Kiki Moka, head mixologist of Jakarta’s Union Group, shares the secrets of his longterm home, and a Black Tears cocktail too.

Born and raised in Makassar, on Indonesia’s Sulawesi island, Kiki Moka learned the art of bartending at Jakarta’s historic Café Batavia. Although he’s most often to be found at Loewy, as head mixologist for Union Group he looks after the liquids at 17 bars and restaurants and is one of Indonesia’s most high profile bartenders.

When we talk, Jakarta is tentatively emerging from weeks of lockdown, although the risks of infection are far from over. The Union Group is gradually reopening venues and adjusting to the “new normal”, with options from menu QR codes to face shields for key staff members. “It’s very hard now because we closed for around three months and we’re going to be operating at 50% capacity,” Moka says. “There are a lot of new rules, especially about entertainment, and it’s a hard time for everybody.”[1] 


“Sometimes spiced rum is too spiced and won’t marry with the ingredients,” Moka says. “But this one is all good quality. It’s perfect.” His Public Enemy No. 1 mix is designed to educate the sweet Indonesian palate by adding a little more complexity, while the hollow book flask gives the mix a touch of speakeasy style.

Public Enemy No. 1

40ml Black Tears Dry Spiced

20ml Cherry Heering

20ml Campari

15ml Amaro Averna

15ml Antica Formula

Rinse Absinthe

Stir first five ingredients with ice and strain. Decant into a flask inside a hollow book, and serve with an absinthe-rinsed coupette glass and a black maraschino cherry garnish.

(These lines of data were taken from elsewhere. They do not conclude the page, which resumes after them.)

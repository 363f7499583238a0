use std::sync::Arc;

use chrono::{Duration, Utc};
use jsonwebtoken::{
    Algorithm, DecodingKey, EncodingKey, Header, Validation, decode, encode,
    errors::ErrorKind,
};
use secrecy::{ExposeSecret, SecretString};
use thiserror::Error;

use crate::dto::auth::Claims;

/// Credentials stay valid for two hours after issuance.
pub const TOKEN_TTL_HOURS: i64 = 2;

#[derive(Debug, Error, PartialEq, Eq)]
pub enum AuthError {
    #[error("missing credential")]
    Missing,
    #[error("malformed credential")]
    Malformed,
    #[error("invalid signature")]
    InvalidSignature,
    #[error("credential expired")]
    Expired,
}

/// Issues and verifies HS256 bearer credentials for an email identity.
#[derive(Clone)]
pub struct TokenService {
    keys: Arc<Keys>,
    ttl: Duration,
}

struct Keys {
    encoding: EncodingKey,
    decoding: DecodingKey,
}

impl TokenService {
    pub fn new(secret: &SecretString) -> Self {
        let secret = secret.expose_secret().as_bytes();
        Self {
            keys: Arc::new(Keys {
                encoding: EncodingKey::from_secret(secret),
                decoding: DecodingKey::from_secret(secret),
            }),
            ttl: Duration::hours(TOKEN_TTL_HOURS),
        }
    }

    pub fn issue(&self, email: &str) -> anyhow::Result<String> {
        let now = Utc::now();
        self.issue_at(email, now.timestamp(), (now + self.ttl).timestamp())
    }

    fn issue_at(&self, email: &str, iat: i64, exp: i64) -> anyhow::Result<String> {
        let claims = Claims {
            email: email.to_string(),
            iat: iat as usize,
            exp: exp as usize,
        };
        let token = encode(&Header::new(Algorithm::HS256), &claims, &self.keys.encoding)?;
        Ok(token)
    }

    pub fn verify(&self, token: &str) -> Result<Claims, AuthError> {
        let mut validation = Validation::new(Algorithm::HS256);
        validation.leeway = 0;
        validation.set_required_spec_claims(&["exp"]);

        decode::<Claims>(token, &self.keys.decoding, &validation)
            .map(|data| data.claims)
            .map_err(|err| match err.kind() {
                ErrorKind::ExpiredSignature => AuthError::Expired,
                ErrorKind::InvalidSignature => AuthError::InvalidSignature,
                _ => AuthError::Malformed,
            })
    }
}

Where’s the best place to drink rum in Jakarta?

There’s a lot of nice gentleman-style bars that are good for chatting and sipping. There’s a private bar at the Pullman hotel called Key Bar, with good quality shelves of spirits, but they only open their door for the owners’ friends and connections. There’s Sofia at the Gunawarman, which has a bit of Mad Men style to it, D.Classic, which is owned by a Japanese bartender, Koda, another Japanese-style bar, and Barong Bar at the Fairmont.

Where’s the best place in Jakarta for a drink with a view?

A lot of new places have opened. I recommend Hakkasan and the Henshin rooftop bar, with a terrace and great views. There’s also Lucy in the Sky and Skye by Ismaya.

What cocktail bars should we not miss in Jakarta?

I mentioned Koda, D.Classic and Sofia at Gunawarman. Out of our places, there’s Union and Bistecca. You can also try Basque—it’s a club but has good cocktails—and then A/A.

Where should we go for a drink with history?

Café Batavia. This is a very old bar in a beautiful building, constructed in the 1830s. I used to work there.

Where is the best place to eat street food in Jakarta?

Street food is so cheap in Jakarta. I take a lot of bartenders for nasi uduk (coconut rice) at Nasi Uduk Perintis on Perintis Street. For satay and seafood I go to the Kota area in north Jakarta, and for gultik, a spicy beef soup, I go to Mayestik Market. For nasi Padang (rice with curries), I recommend Sari Ratu, Garuda and Sederhana.

Where should we go for coffee?

It depends. A lot of Australian-style places are opening now: Tanamera and Djournal and One Fifteenth Coffee. A lot of young people who love coffee have opened small coffee shops on the second floor of Santa Market.

Where’s a good place to get a tattoo?

There’s a place called Lawless. It’s quite famous and it’s run by my friends.

Jakarta has a big biker culture. Where should we shop for motorbikes?

Lawless has a bike shop as well as tattoos. Thrive makes custom bikes and one of their bikes is in an American automobile museum. Then there’s KickAss Choppers and Bingky Biker’s Station.

Where's a cool barbershop?

You can try Frank’s Barber, PAXI Barbershop, Gentology or Barberia at the Senayan City mall.

Where should we take a selfie in Jakarta?

For nightlife selfies, try Cork & Screw Country Club, Hakkasan or Skye Bar. Young people always take selfies at the JPO Bundaran Senayan footbridge but Monas, our national monument, is a classic choice.